PDFHighlights.Internal.PDF._concatenate(
    String["Highlight 1", "High-", "light 2"],
    String["Comment 1", ".c1 Comment 2", ".c2"],
    Int32[1, 2, 3],
) ==
(
    String["Highlight 1", "Highlight 2"],
    String["Comment 1", "Comment 2"],
    Int32[1, 2],
)
source
PDFHighlights.Internal.PDF._get_authors_from_PDFMethod
_get_authors_from_PDF(dir::String) -> Vector{String}

Extract all authors from all PDFs found recursively in the passed directory.

Arguments

  • dir::String: a directory with PDF files

Returns

  • Vector{String}: the authors

Throws

Example

using PDFHighlights

path_to_pdf_dir = joinpath(pathof(PDFHighlights) |> dirname |> dirname, "test", "pdf")
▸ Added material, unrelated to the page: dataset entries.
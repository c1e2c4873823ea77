//! Unit tests for individual components

mod builders_test;
mod config_test;
mod error_test;
mod runtime_test;
mod signal_test;
mod util_test;
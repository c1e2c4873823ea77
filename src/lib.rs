//! # Prometheus Limiter
//!
//! A FIFO concurrency limiter for asynchronous tasks.
//!
//! Give it a ceiling `N` and any number of deferred tasks; it guarantees at
//! most `N` run at once, queues the rest in submission order, and starts each
//! queued task as soon as a running one settles. It is the throttle you reach
//! for when fanning out network calls, model requests, or any other async work
//! that must not all run at the same time.
//!
//! ## How it works
//!
//! - **Admission**: `submit` and `submit_all` append to a FIFO queue and then
//!   run one dispatch pass, so tasks start immediately while slots are free.
//! - **Dispatch**: each pass pops the queue head, takes a slot, and invokes the
//!   producer, until the queue is empty or every slot is taken.
//! - **Completion**: when a task settles (fulfilled, failed, or panicked) its
//!   slot is released and a `slot_freed` signal wakes the dispatcher again.
//! - **Signals**: the wake-up travels through a small publish/subscribe
//!   channel whose backend is picked by probing the host runtime.
//!
//! ## Example
//!
//! ```rust,ignore
//! use prometheus_limiter::create_limiter;
//!
//! let limiter = create_limiter(2).await?;
//!
//! // One task: resolves to that task's own value.
//! let body = limiter.submit(|| fetch("https://example.com")).await?;
//!
//! // Many tasks: resolves to every value in submission order, or the first failure.
//! let bodies = limiter
//!     .submit_all(urls.into_iter().map(|url| move || fetch(url)))
//!     .await?;
//! ```
//!
//! For complete examples, see `tests/limiter_test.rs`.

#![deny(missing_docs)]
#![deny(unsafe_code)]
#![warn(clippy::all)]
#![warn(clippy::pedantic)]
#![warn(clippy::nursery)]

/// Core scheduling: limit, task handles, and the limiter.
pub mod core;
/// Configuration models for limiters and signal backends.
pub mod config;
/// Builders to construct limiters from configuration.
pub mod builders;
/// Named-signal channel used to wake the dispatcher.
pub mod signal;
/// Runtime adapters and factory functions.
#[cfg(feature = "tokio-runtime")]
pub mod runtime;
/// Shared utilities.
pub mod util;

pub use crate::core::{
    BatchHandle, Limit, Limiter, LimiterError, LimiterStats, Spawn, TaskError, TaskHandle, TaskId,
};
#[cfg(feature = "tokio-runtime")]
pub use crate::runtime::{create_limiter, create_limiter_with_config, TokioLimiter, TokioSpawner};
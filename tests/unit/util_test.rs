//! Tests for utility functions

use prometheus_limiter::util::{init_tracing, DEFAULT_FILTER};

#[test]
fn test_init_tracing_is_idempotent() {
    init_tracing();
    init_tracing();
    assert!(tracing::dispatcher::has_been_set());
}

#[test]
fn test_default_filter_targets_crate() {
    assert!(DEFAULT_FILTER.starts_with("prometheus_limiter"));
}
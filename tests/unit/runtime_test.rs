//! Tests for tokio spawner utilities

use prometheus_limiter::{LimiterError, Spawn, TokioSpawner};

#[tokio::test(flavor = "multi_thread", worker_threads = 2)]
async fn test_tokio_spawner_spawn() {
    let spawner = TokioSpawner::new(tokio::runtime::Handle::current());

    let (tx, rx) = tokio::sync::oneshot::channel();
    spawner.spawn(async move {
        tx.send(123).unwrap();
    });

    let result = rx.await.expect("oneshot result");
    assert_eq!(result, 123);
}

#[tokio::test(flavor = "current_thread")]
async fn test_tokio_spawner_try_current() {
    let spawner = TokioSpawner::try_current().unwrap();
    assert_eq!(spawner.handle().runtime_flavor(), tokio::runtime::RuntimeFlavor::CurrentThread);
}

#[test]
fn test_tokio_spawner_outside_runtime() {
    assert!(matches!(
        TokioSpawner::try_current(),
        Err(LimiterError::UnsupportedEnvironment(_))
    ));
}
PDFHighlights.Internal.PDF._get_authors_from_PDF(path_to_pdf_dir) == ["Pavel Sobolev"]
source
PDFHighlights.Internal.PDF._get_highlights_from_PDFMethod
_get_highlights_from_PDF(target::String; concatenate::Bool=true) -> Vector{String}

Extract all highlights from a passed PDF or all PDFs found recursively in the passed directory.

Arguments

  • target::String: a PDF file or a directory with PDF files

Keywords

  • concatenate::Bool=true: if true, concatenate the highlights

Returns

  • Vector{String}: the highlights

Throws

Example

using PDFHighlights

path_to_pdf_dir = joinpath(pathof(PDFHighlights) |> dirname |> dirname, "test", "pdf")
path_to_pdf = joinpath(path_to_pdf_dir, "TestPDF.pdf")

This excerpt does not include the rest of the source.